Securitas Direct ahora se llama Verisure: misma compañía, mismo servicio, nuevo nombre. Damos servicio en Lugo. Te llamamos, escuchamos cómo es tu casa y te damos el precio cerrado. Sin compromiso.
Sin sorpresas: esto es exactamente lo que ocurre después de darle al botón.
Una persona te llama en menos de 24 h laborables. Ni robots ni centralitas: hablas con quien lleva la zona.
Te preguntamos cómo es tu vivienda en Lugo: accesos, si la dejas sola, si hay jardín o local. De ahí sale el equipo que necesitas.
Te decimos qué cuesta tu alarma Verisure (Securitas Direct), qué incluye y qué permanencia tiene. Decides tú, con el precio delante y sin prisa.
Securitas Direct pasó a operar bajo la marca Verisure. Es la misma compañía y el mismo servicio de siempre: cambió el nombre comercial, no la alarma, ni la central receptora, ni los técnicos. Si buscas «Securitas Direct Lugo» o «Verisure Lugo», estás buscando exactamente lo mismo.
Por eso verás las dos marcas juntas: los sistemas se comercializan como Verisure, pero mucha gente los sigue conociendo como Securitas Direct. Tu alarma, tu app y tu contrato funcionan igual con uno u otro nombre.
Lugo tiene 100.143 habitantes repartidos en 332 km², lo que da una densidad de 301,6 habitantes por kilómetro cuadrado. Ese promedio, sin embargo, engaña: la inmensa mayoría de esos cien mil lucenses vive concentrada en un puñado de kilómetros cuadrados de ciudad compacta, y el resto del término se reparte en parroquias, aldeas y casas sueltas.

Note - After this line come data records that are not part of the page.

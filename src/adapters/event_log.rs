//! Watering event log adapter.
//!
//! Implements both [`WateringEventSink`] and [`WateringHistory`].
//!
//! Two backends share one in-memory index:
//! - **memory**: records live only as long as the process (tests,
//!   development without a configured path);
//! - **file**: every record is appended to a JSON-lines file and flushed
//!   before the call returns.  Reopening the file restores the history and
//!   continues id numbering after the highest stored id.

use std::fs::{File, OpenOptions};
use std::io::{ErrorKind, Write};
use std::path::{Path, PathBuf};

use chrono::Utc;
use log::{info, warn};
use parking_lot::Mutex;

use crate::app::events::{WateringEvent, WateringRecord};
use crate::app::ports::{WateringEventSink, WateringHistory};
use crate::error::{self, SinkError};

pub struct EventLog {
    path: Option<PathBuf>,
    state: Mutex<LogState>,
}

struct LogState {
    records: Vec<WateringRecord>,
    next_id: u64,
    file: Option<File>,
}

impl EventLog {
    pub fn in_memory() -> Self {
        info!("event_log: memory backend");
        Self {
            path: None,
            state: Mutex::new(LogState {
                records: Vec::new(),
                next_id: 1,
                file: None,
            }),
        }
    }

    /// Open (or create) a JSON-lines log at `path`.
    ///
    /// A torn last line (no trailing newline) is terminated before any new
    /// record is appended, so the next record starts on its own line.
    pub fn open(path: impl AsRef<Path>) -> error::Result<Self> {
        let path = path.as_ref();
        let raw = match std::fs::read_to_string(path) {
            Ok(raw) => raw,
            Err(e) if e.kind() == ErrorKind::NotFound => String::new(),
            Err(e) => return Err(SinkError::from(e).into()),
        };
        let records = parse_lines(path, &raw);
        let mut file = OpenOptions::new()
            .create(true)
            .append(true)
            .open(path)
            .map_err(SinkError::from)?;
        if !raw.is_empty() && !raw.ends_with('\n') {
            warn!("event_log: {} ends mid-record, terminating it", path.display());
            file.write_all(b"\n").map_err(SinkError::from)?;
        }
        let next_id = records.iter().map(|r| r.id).max().unwrap_or(0) + 1;

        info!(
            "event_log: {} opened with {} records",
            path.display(),
            records.len()
        );
        Ok(Self {
            path: Some(path.to_path_buf()),
            state: Mutex::new(LogState {
                records,
                next_id,
                file: Some(file),
            }),
        })
    }

    pub fn path(&self) -> Option<&Path> {
        self.path.as_deref()
    }

    pub fn len(&self) -> usize {
        self.state.lock().records.len()
    }

    pub fn is_empty(&self) -> bool {
        self.len() == 0
    }
}

fn parse_lines(path: &Path, raw: &str) -> Vec<WateringRecord> {
    raw.lines()
        .enumerate()
        .filter(|(_, line)| !line.trim().is_empty())
        .filter_map(|(n, line)| match serde_json::from_str(line) {
            Ok(record) => Some(record),
            Err(e) => {
                warn!("event_log: {}:{} skipped: {e}", path.display(), n + 1);
                None
            }
        })
        .collect()
}

/// Newest session first; ties broken by insertion order, newest first.
fn newest_first(mut records: Vec<WateringRecord>) -> Vec<WateringRecord> {
    records.sort_by(|a, b| b.timestamp.cmp(&a.timestamp).then(b.id.cmp(&a.id)));
    records
}

// ── WateringEventSink ─────────────────────────────────────────

impl WateringEventSink for EventLog {
    fn record_watering_event(&self, event: &WateringEvent) -> Result<(), SinkError> {
        let mut state = self.state.lock();
        let record = WateringRecord {
            id: state.next_id,
            timestamp: event.start_ms,
            duration_seconds: event.duration_secs,
            triggered_by: event.triggered_by.clone(),
            created_at: Utc::now(),
        };

        if let Some(file) = state.file.as_mut() {
            let line = serde_json::to_string(&record).map_err(|_| SinkError::Encode)?;
            writeln!(file, "{line}")?;
            file.flush()?;
        }

        state.next_id += 1;
        state.records.push(record);
        Ok(())
    }
}

// ── WateringHistory ───────────────────────────────────────────

impl WateringHistory for EventLog {
    fn recent(&self, limit: usize) -> Result<Vec<WateringRecord>, SinkError> {
        let records = self.state.lock().records.clone();
        let mut sorted = newest_first(records);
        sorted.truncate(limit);
        Ok(sorted)
    }

    fn in_range(&self, start_ms: i64, end_ms: i64) -> Result<Vec<WateringRecord>, SinkError> {
        let records: Vec<_> = self
            .state
            .lock()
            .records
            .iter()
            .filter(|r| (start_ms..=end_ms).contains(&r.timestamp))
            .cloned()
            .collect();
        Ok(newest_first(records))
    }
}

En el mismo ayuntamiento conviven, por tanto, la ciudad de bloques y garajes comunitarios y el Lugo rural de casas cerradas medio año. Y hay un tercer dato que lo condiciona todo: la ciudad está a 465 metros de altitud, en el interior de Galicia. Ni costa ni turismo de temporada. Aquí la casa se queda sola por otros motivos: trabajo, estudios y una provincia que envejece.
El casco histórico de Lugo, encerrado por la muralla romana, es un caso particular dentro de las ciudades españolas. Son edificios de mucha antigüedad, con portales que se rehabilitan pero conservan la estructura original, escaleras estrechas, patios interiores y bajos comerciales debajo de las viviendas.
Ese casco recibe un tránsito enorme: hostelería, visitantes, reparto, gente que sube a la muralla, terrazas hasta tarde. Un portal ahí se abre decenas de veces al día y nadie identifica a quien entra, porque sería imposible.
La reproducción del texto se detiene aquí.